Clinical Presentation: Neonate with large head circumference.

Imaging Findings: Initial CT demonstrates massive distention of the ventricles with thinning of the cortical mantle (Fig.1). Subsequent MR imaging demonstrates same, with persistence despite shunt placement (Figs. 2&3).

Figure 1:

Figure 2:

Figure 3:

Diagnosis: Congenital obstructive hydrocephalus

Discussion: Hydrocephalus can be congenital or acquired. The two forms are considered communicating or obstructive. This refers to whether or not there is a barrier to CSF flow. A difficult aspect in older patients is the fact that normal pressure hydrocephalus (NPH) occurs with ventricular dilation and no obstructing lesion.

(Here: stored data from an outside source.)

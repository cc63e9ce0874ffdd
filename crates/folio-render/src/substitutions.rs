//! Hand-authored replacements for notebook assets known to be unrenderable
//!
//! Whether an asset is broken cannot be detected without loading it, so this
//! is a fixed table keyed by content markers. Each entry removes the broken
//! reference from the markdown text and contributes a replacement block that
//! is rendered right after the cell. Any new broken asset needs a new entry.

use crate::html::escape_attr;
use crate::options::RenderOptions;
use regex::Regex;

/// One row of the substitution table
#[derive(Clone, Copy)]
pub struct Substitution {
    /// Short identifier used in logs
    pub name: &'static str,
    /// Content marker whose presence triggers the substitution
    pub marker: &'static str,
    /// Predicate over the markdown text
    pub matches: fn(&str) -> bool,
    /// Builds the replacement block markup
    pub build: fn(&RenderOptions) -> String,
}

impl std::fmt::Debug for Substitution {
    fn fmt(&self, f: &mut std::fmt::Formatter<'_>) -> std::fmt::Result {
        f.debug_struct("Substitution")
            .field("name", &self.name)
            .field("marker", &self.marker)
            .finish_non_exhaustive()
    }
}

/// Result of applying the table to one markdown cell
#[derive(Debug, Clone, Default, PartialEq, Eq)]
pub struct SubstitutionOutcome {
    /// Markdown text with broken references removed
    pub text: String,
    /// Replacement blocks, in table order
    pub replacements: Vec<String>,
}

const DIAGRAM_MARKER: &str = "model_architecture.drawio";
const GRAPH_MARKER: &str = "network_graph.png";

/// Substitutions, evaluated in order
pub static SUBSTITUTIONS: &[Substitution] = &[
    Substitution {
        name: "architecture-diagram",
        marker: DIAGRAM_MARKER,
        matches: mentions_diagram,
        build: architecture_diagram,
    },
    Substitution {
        name: "network-graph",
        marker: GRAPH_MARKER,
        matches: mentions_graph,
        build: network_graph_placeholder,
    },
];

/// Run the substitution table over a markdown cell's text
#[must_use]
pub fn apply_substitutions(text: &str, options: &RenderOptions) -> SubstitutionOutcome {
    let mut outcome = SubstitutionOutcome {
        text: text.to_string(),
        replacements: Vec::new(),
    };

    for substitution in SUBSTITUTIONS {
        if !(substitution.matches)(&outcome.text) {
            continue;
        }
        log::debug!("Applying substitution '{}'", substitution.name);
        outcome.text = strip_reference(&outcome.text, substitution.marker);
        outcome.replacements.push((substitution.build)(options));
    }

    outcome
}

/// Remove markdown images, `<img>` tags and links that mention `marker`,
/// then any bare mention left over.
fn strip_reference(text: &str, marker: &str) -> String {
    let marker = regex::escape(marker);
    let patterns = [
        format!(r"!\[[^\]]*\]\([^)]*{marker}[^)]*\)"),
        format!(r"(?i)<img\b[^>]*{marker}[^>]*>"),
        format!(r"\[[^\]]*\]\([^)]*{marker}[^)]*\)"),
        marker,
    ];

    patterns.iter().fold(text.to_string(), |acc, pattern| {
        match Regex::new(pattern) {
            Ok(re) => re.replace_all(&acc, "").into_owned(),
            Err(e) => {
                log::warn!("Invalid substitution pattern {pattern}: {e}");
                acc
            }
        }
    })
}

fn mentions_diagram(text: &str) -> bool {
    text.contains(DIAGRAM_MARKER)
}

fn mentions_graph(text: &str) -> bool {
    text.contains(GRAPH_MARKER)
}

fn architecture_diagram(options: &RenderOptions) -> String {
    let src = escape_attr(&options.asset_url("model_architecture.png"));
    format!(
        "<figure class=\"nb-substitution\">\
         <img src=\"{src}\" alt=\"Model architecture diagram\" loading=\"lazy\">\
         <figcaption>Model architecture diagram</figcaption>\
         </figure>"
    )
}

fn network_graph_placeholder(_options: &RenderOptions) -> String {
    concat!(
        "<figure class=\"nb-substitution\">",
        "<svg xmlns=\"http://www.w3.org/2000/svg\" viewBox=\"0 0 240 140\" width=\"240\" height=\"140\" role=\"img\" aria-label=\"Network graph\">",
        "<g stroke=\"#94a3b8\" stroke-width=\"2\">",
        "<line x1=\"40\" y1=\"70\" x2=\"120\" y2=\"30\"/>",
        "<line x1=\"40\" y1=\"70\" x2=\"120\" y2=\"110\"/>",
        "<line x1=\"120\" y1=\"30\" x2=\"200\" y2=\"70\"/>",
        "<line x1=\"120\" y1=\"110\" x2=\"200\" y2=\"70\"/>",
        "<line x1=\"120\" y1=\"30\" x2=\"120\" y2=\"110\"/>",
        "</g>",
        "<g fill=\"#2563eb\">",
        "<circle cx=\"40\" cy=\"70\" r=\"10\"/>",
        "<circle cx=\"120\" cy=\"30\" r=\"10\"/>",
        "<circle cx=\"120\" cy=\"110\" r=\"10\"/>",
        "<circle cx=\"200\" cy=\"70\" r=\"10\"/>",
        "</g>",
        "</svg>",
        "<figcaption>Network graph (illustrative; the original figure is not available)</figcaption>",
        "</figure>"
    )
    .to_string()
}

This is to be distinguished from communicating hydrocephalus in which there is frank overproduction of CSF that overwhelms the resorptive capacity of the ventricular system.
     This patient’s massive hydrocephalus was discovered soon after birth and was felt to be the obstructive and congenital type secondary to aqueductal stenosis. This has persisted despite shunt placement. The differential includes hydranencephaly and holoprosencephaly. Cortical mantle and presence of midline structures respectively (arrow and arrowhead, Fig. 3) help distinguish them.

References:

  1. Neuroradiology Requisites, 2nd Ed., p.371-379.